COURT FILE NO.: FC-18-FS620-0001
DATE: 2022/10/20
SUPERIOR COURT OF JUSTICE-ONTARIO
RE: MATTHEW ROBERT STEVENSON, Applicant
-and-
KIRSTEN HARGREAVES, Respondent
BEFORE: Gibson J.
COUNSEL: Amy Green, Counsel for the Applicant
Richard Van Buskirk, Counsel for the Respondent
HEARD: September 6, 2022
ENDORSEMENT
Overview
[1] The applicant Matthew Stevenson (“the applicant”) and the respondent Kirsten Hargreaves (“the respondent”) cohabited from December 2014 until their separation in 2016. They have a child, Brody Matthew James Stevenson, born June 20, 2015 (“Brody”).
[2] Pursuant to agreed Minutes of Settlement, the parties consented to the Order of Gordon J. dated July 11, 2019 (“the Final Order”). This Order contained many detailed paragraphs dealing with the parenting roles of each of the parties, in respect of decision-making responsibility, child support and proportionate sharing of s.7 extraordinary expenses. Broadly speaking, the Order provided for joint custody and parallel parenting of Brody and required the parties to meaningfully consult with one another about any important decisions, including decisions relating to health, education and daycare.
[3] The Final Order also provided that ongoing child support for Brody be paid by the applicant in the amount of $558 per month in accordance with his 2018 income of $60,177, and by the respondent in the amount of $464 per month in accordance with her 2018 income of $50,308, resulting in a set-off amount owing by the applicant to the respondent of $94 per month. It provided that the parties were to contribute towards Brody’s s.7 expenses based on their respective incomes, with the applicant’s share being 54% and the respondent’s share being 46%.
[4] By his Notice of Motion dated July 21, 2020 (amended May 30, 2022), the applicant brings a Motion to Change the Order of Gordon J. dated July 11, 2019. He requests that the child support and decision-making terms of this Order be varied based on a material change in circumstances. He requests that the Court impute income to the respondent in the amount of $60,000 commencing July 1, 2020 for the purposes of calculating her child support obligations pursuant to s.9 of the Child Support Guidelines, and that the Court order that the applicant have sole decision-making responsibility for Brody.
[5] The applicant further requests that the Court strike the respondent’s pleadings for what he says is her failure to comply with previous Orders requiring her to provide disclosure necessary to determine the support issue.
[6] The respondent resists the applicant’s motion and brings a cross-Motion to Change wherein she requests the Court to also vary the child support and decision-making terms of the Final Order, specifically that she has sole decision-making responsibility for Brody, and that her child support obligation for Brody be reduced due to her reduction in income commencing on August 1, 2020. She also requests that the Order of Broad J. dated August 21, 2020, regarding costs, be set aside.
Positions of the Parties
[7] The position of the applicant is that there has been a material change in circumstances, and that the respondent has been voluntarily underemployed.
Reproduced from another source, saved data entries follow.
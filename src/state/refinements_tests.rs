//! Tests for RefinementRegistry and its projections.

use super::*;
use crate::model::FilterOption;
use crate::navigation::MemoryNavigator;
use crate::query::MicrotaskQueue;
use serde_json::json;

const LOCATION: &str = "https://app.test/users?sort=name&order=asc&status=open&stale=1";

struct Fixture {
    registry: RefinementRegistry,
    nav: Rc<MemoryNavigator>,
    queue: MicrotaskQueue,
}

fn sort(name: &str, direction: Option<Direction>) -> Sort {
    serde_json::from_value(json!({ "name": name, "label": name, "direction": direction }))
        .expect("valid sort")
}

fn filter(name: &str, kind: Option<&str>, options: &[&str]) -> Filter {
    Filter {
        name: name.to_string(),
        label: name.to_string(),
        kind: kind.map(str::to_string),
        metadata: serde_json::Value::Null,
        active: false,
        hidden: false,
        default: None,
        value: serde_json::Value::Null,
        options: options
            .iter()
            .map(|value| FilterOption {
                label: value.to_string(),
                value: json!(value),
                metadata: serde_json::Value::Null,
                active: false,
            })
            .collect(),
    }
}

fn refiners() -> Refiners {
    Refiners {
        sorts: vec![
            sort("name", None),
            sort("email", None),
            sort("newest", Some(Direction::Desc)),
        ],
        filters: vec![
            filter("status", None, &["open", "closed"]),
            filter("tags", Some(SELECT_FILTER_TYPE), &["red", "blue", "green"]),
        ],
    }
}

fn fixture_at(location: &str, options: RefinementOptions) -> Fixture {
    let nav = Rc::new(MemoryNavigator::new(location).expect("valid location"));
    let queue = MicrotaskQueue::new();
    let context = QueryContext::new(nav.clone(), Rc::new(queue.clone()));
    Fixture {
        registry: RefinementRegistry::new(refiners(), context, options),
        nav,
        queue,
    }
}

fn mounted_at(location: &str, options: RefinementOptions) -> Fixture {
    let fx = fixture_at(location, options);
    fx.registry.mount();
    fx.queue.run_until_idle();
    fx
}

fn mounted() -> Fixture {
    mounted_at(LOCATION, RefinementOptions::default())
}

// ===== Mount =====

#[test]
fn mount_hydrates_known_keys_and_ignores_unknown() {
    let fx = mounted();
    let params = fx.registry.params();

    assert_eq!(params["sort"], ParamValue::from("name"));
    assert_eq!(params["order"], ParamValue::from("asc"));
    assert_eq!(params["status"], ParamValue::from("open"));
    assert_eq!(params["tags"], ParamValue::Null);
    assert!(!params.contains_key("stale"));
    assert_eq!(fx.nav.visit_count(), 0);
}

#[test]
fn mount_without_sorts_seeds_no_sort_slot() {
    let nav = Rc::new(MemoryNavigator::new("https://app.test/").expect("valid location"));
    let queue = MicrotaskQueue::new();
    let context = QueryContext::new(nav, Rc::new(queue.clone()));
    let registry = RefinementRegistry::new(
        Refiners {
            sorts: Vec::new(),
            filters: vec![filter("status", None, &[])],
        },
        context,
        RefinementOptions::default(),
    );
    registry.mount();

    let params = registry.params();
    assert!(!params.contains_key("sort"));
    assert!(!params.contains_key("order"));
    assert_eq!(params["status"], ParamValue::Null);
}

#[test]
fn mount_reads_select_filters_as_lists() {
    let fx = mounted_at("https://app.test/posts?tags=red", RefinementOptions::default());
    assert_eq!(fx.registry.params()["tags"], ParamValue::from(vec!["red"]));

    let fx = mounted_at("https://app.test/posts?tags=red,blue", RefinementOptions::default());
    assert_eq!(
        fx.registry.params()["tags"],
        ParamValue::from(vec!["red", "blue"])
    );
}

#[test]
fn mount_then_first_edit_navigates_once() {
    let fx = mounted();

    fx.registry.apply_filter("status", "closed", None);
    fx.queue.run_until_idle();

    assert_eq!(fx.nav.visit_count(), 1);
    let visit = fx.nav.last_visit().expect("visited");
    assert_eq!(
        visit.url,
        "https://app.test/users?order=asc&sort=name&status=closed"
    );
}

// ===== Sorts =====

#[test]
fn hydrated_sort_is_active_with_direction() {
    let fx = mounted();
    let name = fx.registry.get_sort("name").expect("declared");

    assert!(name.active);
    assert_eq!(name.direction, Some(Direction::Asc));
    assert!(fx.registry.is_sorting());
    assert!(fx.registry.is_sorting_by("name"));
    assert!(!fx.registry.is_sorting_by("email"));
}

#[test]
fn applying_sort_replaces_previous_sort() {
    let fx = mounted();
    fx.registry.apply_sort("email", Direction::Desc);

    let current = fx.registry.current_sorts();
    assert_eq!(current.len(), 1);
    assert_eq!(current[0].name, "email");
    assert_eq!(current[0].direction, Some(Direction::Desc));
    assert!(!fx.registry.is_sorting_by("name"));
}

#[test]
fn fixed_direction_sort_only_matches_its_direction() {
    let fx = mounted();
    fx.registry.apply_sort("newest", Direction::Asc);
    assert!(!fx.registry.is_sorting_by("newest"));

    fx.registry.apply_sort("newest", Direction::Desc);
    assert!(fx.registry.is_sorting_by("newest"));
}

#[test]
fn clear_sort_tombstones_slot() {
    let fx = mounted();
    fx.registry.clear_sort();

    assert!(!fx.registry.is_sorting());
    assert_eq!(fx.registry.params()["sort"], ParamValue::Null);
    assert_eq!(fx.registry.params()["order"], ParamValue::Null);
}

fn toward(name: &str, next: Option<Direction>) -> Sort {
    serde_json::from_value(json!({ "name": name, "label": name, "next_direction": next }))
        .expect("valid sort")
}

fn rerender_email(registry: &mut RefinementRegistry, next: Option<Direction>) {
    let mut refiners = refiners();
    refiners.sorts[1] = toward("email", next);
    registry.set_refiners(refiners);
}

#[test]
fn hydrated_sort_keeps_declared_next_direction() {
    let mut fx = mounted_at("https://app.test/users", RefinementOptions::default());
    rerender_email(&mut fx.registry, Some(Direction::Desc));

    let email = fx.registry.get_sort("email").expect("declared");
    assert!(!email.active);
    assert_eq!(email.next_direction, Some(Direction::Desc));

    email.action();
    assert_eq!(fx.registry.params()["order"], ParamValue::from("desc"));
    assert_eq!(
        fx.registry.get_sort("email").expect("declared").next_direction,
        Some(Direction::Desc)
    );
}

#[test]
fn sort_action_follows_provider_cycle() {
    let mut fx = mounted_at("https://app.test/users", RefinementOptions::default());
    let direction = |registry: &RefinementRegistry| {
        registry.get_sort("email").and_then(|sort| sort.direction)
    };

    rerender_email(&mut fx.registry, Some(Direction::Asc));
    fx.registry.get_sort("email").expect("declared").action();
    assert_eq!(direction(&fx.registry), Some(Direction::Asc));

    rerender_email(&mut fx.registry, Some(Direction::Desc));
    fx.registry.get_sort("email").expect("declared").action();
    assert_eq!(direction(&fx.registry), Some(Direction::Desc));

    rerender_email(&mut fx.registry, None);
    fx.registry.get_sort("email").expect("declared").action();
    assert_eq!(direction(&fx.registry), None);
    assert!(!fx.registry.is_sorting());
}

#[test]
fn fixed_sort_action_applies_its_direction() {
    let fx = mounted();
    fx.registry.get_sort("newest").expect("declared").action();

    assert_eq!(fx.registry.params()["sort"], ParamValue::from("newest"));
    assert_eq!(fx.registry.params()["order"], ParamValue::from("desc"));
}

#[test]
fn unhydrated_sort_passes_descriptor_through() {
    let fx = fixture_at(LOCATION, RefinementOptions::default());
    let name = fx.registry.get_sort("name").expect("declared");

    assert!(!name.active);
    assert_eq!(name.direction, None);
}

// ===== Filters =====

#[test]
fn hydrated_filter_marks_active_option() {
    let fx = mounted();
    let status = fx.registry.get_filter("status").expect("declared");

    assert!(status.active);
    assert_eq!(status.value, json!("open"));
    let active: Vec<_> = status
        .options
        .iter()
        .filter(|option| option.active)
        .map(|option| option.label.as_str())
        .collect();
    assert_eq!(active, vec!["open"]);
}

#[test]
fn select_filter_accumulates_values() {
    let fx = mounted();
    let tags = fx.registry.get_filter("tags").expect("declared");
    tags.action("red");
    tags.action("blue");

    let tags = fx.registry.get_filter("tags").expect("declared");
    assert_eq!(tags.value, json!(["red", "blue"]));
    let active: Vec<_> = tags.options.iter().map(|option| option.active).collect();
    assert_eq!(active, vec![true, true, false]);
}

#[test]
fn select_filter_with_list_adds_each_item() {
    let fx = mounted();
    fx.registry
        .apply_filter("tags", vec!["red", "green"], Some(SELECT_FILTER_TYPE));

    assert_eq!(
        fx.registry.params()["tags"],
        ParamValue::from(vec!["red", "green"])
    );
}

#[test]
fn plain_filter_replaces_value() {
    let fx = mounted();
    fx.registry.apply_filter("status", "closed", None);

    assert_eq!(fx.registry.params()["status"], ParamValue::from("closed"));
}

#[test]
fn cleared_filter_is_inactive_and_omitted_from_url() {
    let fx = mounted();
    fx.registry.get_filter("status").expect("declared").clear();

    assert!(!fx.registry.is_filtering_by("status"));
    assert!(!fx.registry.store().url_params().contains_key("status"));
}

#[test]
fn clear_filters_and_reset() {
    let fx = mounted();
    fx.registry.apply_filter("tags", "red", Some(SELECT_FILTER_TYPE));
    assert_eq!(fx.registry.current_filters().len(), 2);

    fx.registry.clear_filters();
    assert!(!fx.registry.is_filtering());
    assert!(fx.registry.is_sorting());

    fx.registry.reset();
    assert!(!fx.registry.is_sorting());
}

#[test]
fn edits_in_one_tick_yield_one_navigation() {
    let fx = mounted();
    fx.registry.reset();
    fx.registry.apply_sort("email", Direction::Asc);
    fx.registry.apply_filter("status", "closed", None);
    fx.queue.run_until_idle();

    assert_eq!(fx.nav.visit_count(), 1);
    insta::assert_snapshot!(
        fx.nav.last_visit().expect("visited").url,
        @"https://app.test/users?order=asc&sort=email&status=closed"
    );
}

#[test]
fn custom_sort_keys_are_used() {
    let options = RefinementOptions {
        keys: SortKeys {
            sort: "s".to_string(),
            order: "o".to_string(),
        },
        ..RefinementOptions::default()
    };
    let fx = mounted_at("https://app.test/users?s=email&o=desc", options);

    assert!(fx.registry.is_sorting_by("email"));
    fx.registry.clear_sort();
    assert_eq!(fx.registry.params()["s"], ParamValue::Null);
}

// ===== Lifetime =====

#[test]
fn projection_is_noop_after_registry_drops() {
    let fx = mounted();
    let sort = fx.registry.get_sort("email").expect("declared");
    let tags = fx.registry.get_filter("tags").expect("declared");
    drop(fx.registry);

    sort.action();
    tags.action("red");
    fx.queue.run_until_idle();

    assert_eq!(fx.nav.visit_count(), 0);
}

#[test]
fn set_refiners_rebuilds_lookups() {
    let mut fx = mounted();
    fx.registry.set_refiners(Refiners {
        sorts: vec![sort("created", None)],
        filters: Vec::new(),
    });

    assert!(fx.registry.get_sort("name").is_none());
    assert!(fx.registry.get_sort("created").is_some());
    assert!(fx.registry.get_filter("status").is_none());
}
He requests that the Court order that the applicant is to have sole decision-making responsibility for Brody in relation to his education, health (medical and dental), and extra-curricular activities; that the respondent’s income be imputed to $60,000 for the purposes of determining her contribution to s.7 extraordinary expenses; and that no child support be paid by either party to the other pursuant to s.9 of the Child Support Guidelines.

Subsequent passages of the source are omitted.